Am Rande der Wege bleibt eine bescheidene Hülsenfrucht mit gelb-orangen Blüten fast unbemerkt. Der Hornklee (Lotus corniculatus) trägt jedoch im Gedächtnis der Kräuterkenner einen sanften Ruf: den, den Schlaf zu begleiten und die Nervosität am Abend zu beruhigen.
Es gibt Pflanzen, die man hundertmal sieht, bevor man sie wirklich wahrnimmt. Dazu gehört der Hornklee, Lotus corniculatus für die Wissenschaftler: eine kleine, kriechende Hülsenfrucht mit gelb-orangen Blüten, die kronenförmig gruppiert sind, und dünnen, spitzen Hülsen wie Mini-Hörner - daher sein Name, corniculatus. Er bedeckt die Ränder der Wege, trockene Wiesen, Böschungen. Man tritt darauf, ohne darüber nachzudenken.
In den europäischen Kräuterbüchern wird sie jedoch seit langem unter den Pflanzen des Ruhes und der gereizten Nerven aufgeführt. Nicht als ein brutales Schlafmittel, sondern als eine diskrete Abendfreundin - von denen man einlädt, mit der Kamille oder Melisse an den Tisch zu kommen.
Der Hornklee wird traditionell zu den sogenannten "beruhigenden und sanften sedierenden Pflanzen" gezählt. Ihm wird eine beruhigende Wirkung auf nervöse Unruhe, diffuse Angstzustände und leichte Einschlafstörungen zugeschrieben - diese Abende, an denen man sich im Bett ohne besonderen Grund hin und her wälzt. Man findet ihn in bestimmten Abend-Tee-Synergien neben der Weißdorn, der Passionsblume oder der Linde.

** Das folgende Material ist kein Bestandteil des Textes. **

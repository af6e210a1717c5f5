//! Delivery channel implementations
//!
//! Contains EmailChannel, IssueTrackerChannel, WebhookChannel and the fixed
//! UnconfiguredChannel, plus the closed `Channel` enum the dispatcher holds.

mod email;
mod issue_tracker;
mod unconfigured;
mod webhook;

#[cfg(test)]
pub(crate) mod fake_provider;

pub use self::email::EmailChannel;
pub use self::issue_tracker::IssueTrackerChannel;
pub use self::unconfigured::UnconfiguredChannel;
pub use self::webhook::{validate_endpoint, WebhookChannel};

use contracts::{DeliveryConfig, DeliveryMethod, FeedbackChannel, FeedbackError, FeedbackRecord};
use reqwest::{Response, Url};

/// Longest provider response excerpt kept for logs
const PROVIDER_DETAIL_MAX_CHARS: usize = 200;
/// Bytes read from a failed response; enough for the excerpt in any encoding
const PROVIDER_DETAIL_MAX_BYTES: usize = PROVIDER_DETAIL_MAX_CHARS * 4;

/// The configured channel; exactly one per process
pub enum Channel {
    Email(EmailChannel),
    IssueTracker(IssueTrackerChannel),
    Webhook(WebhookChannel),
    Unconfigured(UnconfiguredChannel),
}

impl Channel {
    /// Build the channel selected by `config.method`.
    ///
    /// Only the selected channel's settings are read.
    pub fn from_config(config: &DeliveryConfig, client: reqwest::Client) -> Self {
        let site_name = config.resolved_site_name();
        match config.method {
            DeliveryMethod::Email => {
                Self::Email(EmailChannel::new(config.email.clone(), site_name, client))
            }
            DeliveryMethod::IssueTracker => Self::IssueTracker(IssueTrackerChannel::new(
                config.issue_tracker.clone(),
                site_name,
                client,
            )),
            DeliveryMethod::Webhook => {
                Self::Webhook(WebhookChannel::new(config.webhook.clone(), site_name, client))
            }
            DeliveryMethod::Unconfigured => Self::Unconfigured(UnconfiguredChannel),
        }
    }
}

impl FeedbackChannel for Channel {
    fn method(&self) -> DeliveryMethod {
        match self {
            Self::Email(c) => c.method(),
            Self::IssueTracker(c) => c.method(),
            Self::Webhook(c) => c.method(),
            Self::Unconfigured(c) => c.method(),
        }
    }

    fn check_preconditions(&self) -> Result<(), FeedbackError> {
        match self {
            Self::Email(c) => c.check_preconditions(),
            Self::IssueTracker(c) => c.check_preconditions(),
            Self::Webhook(c) => c.check_preconditions(),
            Self::Unconfigured(c) => c.check_preconditions(),
        }
    }

    async fn deliver(&self, record: &FeedbackRecord) -> Result<(), FeedbackError> {
        match self {
            Self::Email(c) => c.deliver(record).await,
            Self::IssueTracker(c) => c.deliver(record).await,
            Self::Webhook(c) => c.deliver(record).await,
            Self::Unconfigured(c) => c.deliver(record).await,
        }
    }
}

/// Fail with a configuration error if a required setting is blank
pub(crate) fn require_setting(
    channel: DeliveryMethod,
    field: &str,
    value: &str,
) -> Result<(), FeedbackError> {
    if value.trim().is_empty() {
        return Err(FeedbackError::configuration(
            channel,
            format!("missing required setting '{field}'"),
        ));
    }
    Ok(())
}

/// Append path segments to a provider base URL, percent-encoding each one
pub(crate) fn provider_url(
    channel: DeliveryMethod,
    base: &str,
    segments: &[&str],
) -> Result<Url, FeedbackError> {
    let mut url = Url::parse(base.trim()).map_err(|e| {
        FeedbackError::configuration(channel, format!("invalid api_base '{base}': {e}"))
    })?;
    url.path_segments_mut()
        .map_err(|_| {
            FeedbackError::configuration(channel, format!("api_base '{base}' cannot be a base"))
        })?
        .pop_if_empty()
        .extend(segments);
    Ok(url)
}

/// Turn a non-2xx provider response into a log-friendly description
///
/// Only the head of the body is read; the rest is dropped with the response.
pub(crate) async fn describe_failure(mut response: Response) -> String {
    let status = response.status();
    let mut head = Vec::with_capacity(PROVIDER_DETAIL_MAX_BYTES);
    while head.len() < PROVIDER_DETAIL_MAX_BYTES {
        match response.chunk().await {
            Ok(Some(chunk)) => head.extend_from_slice(&chunk),
            Ok(None) | Err(_) => break,
        }
    }
    head.truncate(PROVIDER_DETAIL_MAX_BYTES);
    let detail: String = String::from_utf8_lossy(&head)
        .chars()
        .take(PROVIDER_DETAIL_MAX_CHARS)
        .collect();
    if detail.trim().is_empty() {
        format!("provider returned {status}")
    } else {
        format!("provider returned {status}: {}", detail.trim())
    }
}

#[cfg(test)]
mod tests {
    use super::*;
    use crate::channels::fake_provider::FakeProvider;

    #[test]
    fn test_from_config_selects_method() {
        let client = reqwest::Client::new();
        let mut config = DeliveryConfig::default();

        for method in [
            DeliveryMethod::Email,
            DeliveryMethod::IssueTracker,
            DeliveryMethod::Webhook,
            DeliveryMethod::Unconfigured,
        ] {
            config.method = method;
            let channel = Channel::from_config(&config, client.clone());
            assert_eq!(channel.method(), method);
        }
    }

    #[test]
    fn test_require_setting() {
        assert!(require_setting(DeliveryMethod::Email, "to", "a@b.c").is_ok());
        let err = require_setting(DeliveryMethod::Email, "to", "  ").unwrap_err();
        assert!(err.to_string().contains("'to'"));
    }

    #[test]
    fn test_provider_url_encodes_segments() {
        let url = provider_url(
            DeliveryMethod::IssueTracker,
            "https://api.github.com/",
            &["repos", "acme", "my repo", "issues"],
        )
        .unwrap();
        assert_eq!(
            url.as_str(),
            "https://api.github.com/repos/acme/my%20repo/issues"
        );
    }

    #[test]
    fn test_provider_url_keeps_base_path() {
        let url =
            provider_url(DeliveryMethod::Email, "http://127.0.0.1:9/v1", &["emails"]).unwrap();
        assert_eq!(url.as_str(), "http://127.0.0.1:9/v1/emails");
    }

    #[test]
    fn test_provider_url_rejects_garbage() {
        let err = provider_url(DeliveryMethod::Email, "not a url", &["emails"]).unwrap_err();
        assert!(matches!(err, FeedbackError::Configuration { .. }));
    }

    #[tokio::test]
    async fn test_describe_failure_keeps_excerpt() {
        let provider = FakeProvider::start_with_reply(502, "e".repeat(4 * 1024 * 1024)).await;
        let response = reqwest::Client::new()
            .post(format!("{}/emails", provider.base_url))
            .send()
            .await
            .unwrap();

        let detail = describe_failure(response).await;
        let expected = format!(
            "provider returned 502 Bad Gateway: {}",
            "e".repeat(PROVIDER_DETAIL_MAX_CHARS)
        );
        assert_eq!(detail, expected);
    }

    #[tokio::test]
    async fn test_describe_failure_without_body() {
        let provider = FakeProvider::start_with_reply(503, String::new()).await;
        let response = reqwest::Client::new()
            .post(provider.base_url.clone())
            .send()
            .await
            .unwrap();

        let detail = describe_failure(response).await;
        assert_eq!(detail, "provider returned 503 Service Unavailable");
    }
}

Achtung jedoch: Die Pflanze enthält kleine Mengen an cyanogenen Glykosiden, besonders in den älteren Teilen. Deshalb bevorzugt man die frisch gepflückten oder vorsichtig getrockneten Blütenstände und überschreitet nicht die üblichen Dosierungen.
Man kann ihn mit Melisse (Zitronenduft) oder einigen Lindenblüten für eine rundere Mischung kombinieren.
Wie jede Pflanze, die cyanogene Verbindungen enthält, vermeidet man Übertreibungen und sehr lange Kurse. Sie wird während der Schwangerschaft, Stillzeit und bei kleinen Kindern nicht empfohlen. Bei medizinischer Behandlung, insbesondere sedierend oder anxiolytisch, fragt man seinen Apotheker oder Arzt.
Und vor allem: Der Tee ist ein Abendritual, eine Einladung, langsamer zu werden. Er begleitet, er tröstet. Als Ergänzung, nicht als Ersatz - bei dauerhaft gestörtem Schlaf, konsultieren Sie einen Gesundheitsdienstleister.